== Try it ==
Every record, from the first to the last, is to be printed again exactly.

== Data shown ==
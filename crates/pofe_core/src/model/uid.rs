//! Deterministic item identity.
//!
//! # Responsibility
//! - Derive `<prefix>-<8 hex>` identifiers from a kind tag and identifying
//!   strings (file path, declared name, title, ...).
//!
//! # Invariants
//! - Same kind and same parts in the same order always give the same uid,
//!   across processes and machines.
//! - Part order is significant; callers keep one ordering per kind.

use serde::{Deserialize, Serialize};
use sha2::{Digest, Sha256};
use std::fmt::{Display, Formatter};

/// Separator placed between identifying parts before hashing.
const PART_SEPARATOR: &str = ":";
/// Number of hex characters kept from the digest.
const DIGEST_CHARS: usize = 8;

/// Item category, encoded as the uid prefix.
#[derive(Debug, Clone, Copy, PartialEq, Eq, Hash, PartialOrd, Ord, Serialize, Deserialize)]
#[serde(rename_all = "snake_case")]
pub enum UidKind {
    /// Requirement (`req-`).
    Requirement,
    /// Architecture component (`arch-`).
    Component,
    /// Implementation class (`cls-`).
    Class,
    /// Method of an implementation class (`mtd-`).
    Method,
    /// Free implementation function (`fn-`).
    Function,
}

impl UidKind {
    pub const ALL: [UidKind; 5] = [
        UidKind::Requirement,
        UidKind::Component,
        UidKind::Class,
        UidKind::Method,
        UidKind::Function,
    ];

    pub fn prefix(self) -> &'static str {
        match self {
            Self::Requirement => "req",
            Self::Component => "arch",
            Self::Class => "cls",
            Self::Method => "mtd",
            Self::Function => "fn",
        }
    }

    pub fn from_prefix(prefix: &str) -> Option<Self> {
        Self::ALL.into_iter().find(|kind| kind.prefix() == prefix)
    }

    /// Recovers the kind of an existing uid from its prefix.
    ///
    /// Returns `None` for uids that do not follow the `<prefix>-...` form or
    /// carry an unknown prefix.
    pub fn of_uid(uid: &str) -> Option<Self> {
        uid.split_once('-')
            .and_then(|(prefix, _)| Self::from_prefix(prefix))
    }
}

impl Display for UidKind {
    fn fmt(&self, f: &mut Formatter<'_>) -> std::fmt::Result {
        f.write_str(self.prefix())
    }
}

/// Derives the stable uid for an entity of `kind` identified by `parts`.
///
/// Empty parts are accepted but weaken collision resistance.
pub fn make_uid<I, S>(kind: UidKind, parts: I) -> String
where
    I: IntoIterator<Item = S>,
    S: AsRef<str>,
{
    let mut hasher = Sha256::new();
    for (index, part) in parts.into_iter().enumerate() {
        if index > 0 {
            hasher.update(PART_SEPARATOR.as_bytes());
        }
        hasher.update(part.as_ref().as_bytes());
    }
    let digest = format!("{:x}", hasher.finalize());
    format!("{}-{}", kind.prefix(), &digest[..DIGEST_CHARS])
}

== Response area ==
filename crates/pofe_core/src/model/uid.rs
//! Deterministic item identity.
//!
//! # Responsibility
//! - Derive `<prefix>-<8 hex>` identifiers from a kind tag and identifying
//!   strings (file path, declared name, title, ...).
//!
//! # Invariants
//! - Same kind and same parts in the same order always give the same uid,
//!   across processes and machines.
//! - Part order is significant; callers keep one ordering per kind.

use serde::{Deserialize, Serialize};
use sha2::{Digest, Sha256};
use std::fmt::{Display, Formatter};

/// Separator placed between identifying parts before hashing.
const PART_SEPARATOR: &str = ":";
/// Number of hex characters kept from the digest.
const DIGEST_CHARS: usize = 8;

/// Item category, encoded as the uid prefix.
#[derive(Debug, Clone, Copy, PartialEq, Eq, Hash, PartialOrd, Ord, Serialize, Deserialize)]
#[serde(rename_all = "snake_case")]
pub enum UidKind {
    /// Requirement (`req-`).
    Requirement,
    /// Architecture component (`arch-`).
    Component,
    /// Implementation class (`cls-`).
    Class,
    /// Method of an implementation class (`mtd-`).
    Method,
    /// Free implementation function (`fn-`).
    Function,
}

impl UidKind {
    pub const ALL: [UidKind; 5] = [
        UidKind::Requirement,
        UidKind::Component,
        UidKind::Class,
        UidKind::Method,
        UidKind::Function,
    ];

    pub fn prefix(self) -> &'static str {
        match self {
            Self::Requirement => "req",
            Self::Component => "arch",
            Self::Class => "cls",
            Self::Method => "mtd",
            Self::Function => "fn",
        }
    }

    pub fn from_prefix(prefix: &str) -> Option<Self> {
        Self::ALL.into_iter().find(|kind| kind.prefix() == prefix)
    }

    /// Recovers the kind of an existing uid from its prefix.
    ///
    /// Returns `None` for uids that do not follow the `<prefix>-...` form or
    /// carry an unknown prefix.
    pub fn of_uid(uid: &str) -> Option<Self> {
        uid.split_once('-')
            .and_then(|(prefix, _)| Self::from_prefix(prefix))
    }
}

impl Display for UidKind {
    fn fmt(&self, f: &mut Formatter<'_>) -> std::fmt::Result {
        f.write_str(self.prefix())
    }
}

/// Derives the stable uid for an entity of `kind` identified by `parts`.
///
/// Empty parts are accepted but weaken collision resistance.
pub fn make_uid<I, S>(kind: UidKind, parts: I) -> String
where
    I: IntoIterator<Item = S>,
    S: AsRef<str>,
{
    let mut hasher = Sha256::new();
    for (index, part) in parts.into_iter().enumerate() {
        if index > 0 {
            hasher.update(PART_SEPARATOR.as_bytes());
        }
        hasher.update(part.as_ref().as_bytes());
    }
    let digest = format!("{:x}", hasher.finalize());
    format!("{}-{}", kind.prefix(), &digest[..DIGEST_CHARS])
}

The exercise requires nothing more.